**Saved data entries**
"""
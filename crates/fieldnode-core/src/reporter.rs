use std::collections::VecDeque;
use std::sync::atomic::{AtomicU64, AtomicUsize, Ordering};
use std::sync::Arc;
use std::time::Duration;

use thiserror::Error;
use tokio::sync::{mpsc, Notify};
use tokio::time::{timeout, Instant};
use tracing::{debug, info, warn};

use crate::connectivity::Connectivity;
use crate::dedup::ErrorDeduplicator;
use crate::error_event::ErrorEvent;
use crate::hal::HttpTransport;
use crate::worker::PauseGate;

#[derive(Debug, Clone, Error, PartialEq, Eq)]
#[error("error queue full, event dropped")]
pub struct QueueFull;

#[derive(Debug, Default)]
pub struct PipelineCounters {
    sent: AtomicU64,
    failed: AtomicU64,
    duplicates: AtomicU64,
    dropped: AtomicU64,
    retry_pending: AtomicUsize,
}

#[derive(Debug, Clone, Copy, PartialEq, Eq, Default)]
pub struct PipelineStats {
    pub sent: u64,
    pub failed: u64,
    pub duplicates: u64,
    pub dropped: u64,
    pub pending: usize,
}

#[derive(Debug, Clone)]
pub struct PipelineSettings {
    pub url: String,
    pub request_timeout: Duration,
    pub wait: Duration,
    pub retry_capacity: usize,
    pub retry_drain: usize,
    pub forced_retry_drain: usize,
    pub sweep_every: Duration,
    pub stats_every: Duration,
    pub device_serial: String,
}

#[derive(Clone)]
pub struct ErrorReporter {
    tx: mpsc::Sender<ErrorEvent>,
    force: Arc<Notify>,
    counters: Arc<PipelineCounters>,
    device_serial: Arc<str>,
}

impl ErrorReporter {
    pub fn submit(&self, mut event: ErrorEvent) -> Result<(), QueueFull> {
        if event.device_serial.is_empty() {
            event.device_serial = self.device_serial.to_string();
        }
        self.tx.try_send(event).map_err(|_| {
            self.counters.dropped.fetch_add(1, Ordering::Relaxed);
            QueueFull
        })
    }

    pub fn pending_count(&self) -> usize {
        let queued = self.tx.max_capacity() - self.tx.capacity();
        queued + self.counters.retry_pending.load(Ordering::Relaxed)
    }

    pub fn force_retry(&self) {
        self.force.notify_one();
    }

    pub fn stats(&self) -> PipelineStats {
        self.counters.snapshot(self.pending_count())
    }
}

impl PipelineCounters {
    fn snapshot(&self, pending: usize) -> PipelineStats {
        PipelineStats {
            sent: self.sent.load(Ordering::Relaxed),
            failed: self.failed.load(Ordering::Relaxed),
            duplicates: self.duplicates.load(Ordering::Relaxed),
            dropped: self.dropped.load(Ordering::Relaxed),
            pending,
        }
    }
}

#[derive(Debug, Clone, Copy, PartialEq, Eq)]
pub enum CycleOutcome {
    Sent,
    Failed,
    Duplicate,
    Idle,
    Closed,
}

pub struct ErrorReportingPipeline {
    rx: mpsc::Receiver<ErrorEvent>,
    force: Arc<Notify>,
    counters: Arc<PipelineCounters>,
    dedup: ErrorDeduplicator,
    retry: VecDeque<ErrorEvent>,
    http: Arc<dyn HttpTransport>,
    connectivity: Arc<Connectivity>,
    settings: PipelineSettings,
    next_sweep: Instant,
    next_stats: Instant,
}

impl ErrorReportingPipeline {
    pub fn new(
        queue_capacity: usize,
        dedup: ErrorDeduplicator,
        http: Arc<dyn HttpTransport>,
        connectivity: Arc<Connectivity>,
        settings: PipelineSettings,
    ) -> (ErrorReportingPipeline, ErrorReporter) {
        let (tx, rx) = mpsc::channel(queue_capacity.max(1));
        let force = Arc::new(Notify::new());
        let counters = Arc::new(PipelineCounters::default());
        let handle = ErrorReporter {
            tx,
            force: force.clone(),
            counters: counters.clone(),
            device_serial: Arc::from(settings.device_serial.as_str()),
        };
        let now = Instant::now();
        let pipeline = ErrorReportingPipeline {
            rx,
            force,
            counters,
            dedup,
            retry: VecDeque::with_capacity(settings.retry_capacity),
            http,
            connectivity,
            next_sweep: now + settings.sweep_every,
            next_stats: now + settings.stats_every,
            settings,
        };
        (pipeline, handle)
    }

    pub fn dedup(&self) -> &ErrorDeduplicator {
        &self.dedup
    }

    pub fn retry_len(&self) -> usize {
        self.retry.len()
    }

    pub async fn run(mut self, gate: PauseGate) {
        info!(url = %self.settings.url, "error pipeline started");
        loop {
            gate.checkpoint().await;
            if self.cycle().await == CycleOutcome::Closed {
                debug!("error queue closed, pipeline keeps draining retries");
                tokio::time::sleep(self.settings.wait).await;
            }
        }
    }

    pub async fn cycle(&mut self) -> CycleOutcome {
        let (event, forced) = tokio::select! {
            biased;
            _ = self.force.notified() => (None, true),
            received = timeout(self.settings.wait, self.rx.recv()) => match received {
                Ok(Some(event)) => (Some(event), false),
                Ok(None) => (None, false),
                Err(_) => (None, false),
            },
        };
        let closed = event.is_none() && !forced && self.rx.is_closed() && self.rx.is_empty();

        let outcome = match event {
            Some(event) => self.handle_primary(event).await,
            None if closed => CycleOutcome::Closed,
            None => CycleOutcome::Idle,
        };

        let budget = if forced {
            self.settings.forced_retry_drain
        } else {
            self.settings.retry_drain
        };
        self.drain_retries(budget).await;
        self.housekeeping();
        outcome
    }

    async fn handle_primary(&mut self, event: ErrorEvent) -> CycleOutcome {
        let (duplicate, count) = self.dedup.is_duplicate(&event);
        if duplicate {
            self.counters.duplicates.fetch_add(1, Ordering::Relaxed);
            debug!(code = %event.error_code, count, "duplicate error suppressed");
            return CycleOutcome::Duplicate;
        }

        self.connectivity.wait_connected().await;

        if self.transmit(&event, count).await {
            self.dedup.mark_sent(&event);
            CycleOutcome::Sent
        } else {
            self.push_retry(event);
            CycleOutcome::Failed
        }
    }

    async fn drain_retries(&mut self, budget: usize) {
        // Each queued event is attempted at most once per drain.
        let attempts = budget.min(self.retry.len());
        for _ in 0..attempts {
            if !self.connectivity.is_connected() {
                break;
            }
            let Some(event) = self.retry.pop_front() else {
                break;
            };
            // Repeats seen while the event waited are reported with it.
            let count = self.dedup.occurrences(&event).unwrap_or(1);
            if self.transmit(&event, count).await {
                self.dedup.mark_sent(&event);
            } else if !self.connectivity.is_connected() {
                self.retry.push_front(event);
                break;
            } else {
                self.push_retry(event);
            }
        }
        self.counters
            .retry_pending
            .store(self.retry.len(), Ordering::Relaxed);
    }

    fn push_retry(&mut self, event: ErrorEvent) {
        if self.retry.len() >= self.settings.retry_capacity.max(1) {
            if let Some(oldest) = self.retry.pop_front() {
                warn!(code = %oldest.error_code, "retry queue full, oldest error dropped");
                self.counters.dropped.fetch_add(1, Ordering::Relaxed);
            }
        }
        self.retry.push_back(event);
        self.counters
            .retry_pending
            .store(self.retry.len(), Ordering::Relaxed);
    }

    async fn transmit(&mut self, event: &ErrorEvent, occurrences: u32) -> bool {
        let mut event = event.clone();
        if event.origin_address.is_empty() {
            if let Some(address) = self.connectivity.address() {
                event.origin_address = address.to_string();
            }
        }
        let payload = event.to_payload(occurrences);

        let result = timeout(
            self.settings.request_timeout,
            self.http.post_json(&self.settings.url, &payload),
        )
        .await;

        match result {
            Ok(Ok(response)) if response.is_success() => {
                self.counters.sent.fetch_add(1, Ordering::Relaxed);
                debug!(code = %event.error_code, occurrences, "error event sent");
                true
            }
            Ok(Ok(response)) => {
                self.counters.failed.fetch_add(1, Ordering::Relaxed);
                warn!(code = %event.error_code, status = response.status, "error log rejected");
                false
            }
            Ok(Err(err)) => {
                self.counters.failed.fetch_add(1, Ordering::Relaxed);
                warn!(code = %event.error_code, %err, "error log send failed");
                false
            }
            Err(_) => {
                self.counters.failed.fetch_add(1, Ordering::Relaxed);
                warn!(code = %event.error_code, "error log send timed out");
                false
            }
        }
    }

    fn housekeeping(&mut self) {
        let now = Instant::now();
        if now >= self.next_sweep {
            let evicted = self.dedup.evict_expired(now);
            if evicted > 0 {
                debug!(evicted, "dedup entries expired");
            }
            self.next_sweep = now + self.settings.sweep_every;
        }
        if now >= self.next_stats {
            let stats = self.counters.snapshot(self.rx.len() + self.retry.len());
            info!(
                sent = stats.sent,
                failed = stats.failed,
                duplicates = stats.duplicates,
                dropped = stats.dropped,
                pending = stats.pending,
                "error pipeline stats"
            );
            self.next_stats = now + self.settings.stats_every;
        }
    }
}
"""
**WHAT THE TASK REQUIRES**
Scan the records above, then copy out each line that mentions "CycleOutcome".

**EXPECTED ANSWER**
pub enum CycleOutcome {
            if self.cycle().await == CycleOutcome::Closed {
    pub async fn cycle(&mut self) -> CycleOutcome {
            None if closed => CycleOutcome::Closed,
            None => CycleOutcome::Idle,
    async fn handle_primary(&mut self, event: ErrorEvent) -> CycleOutcome {
            return CycleOutcome::Duplicate;
            CycleOutcome::Sent
            CycleOutcome::Failed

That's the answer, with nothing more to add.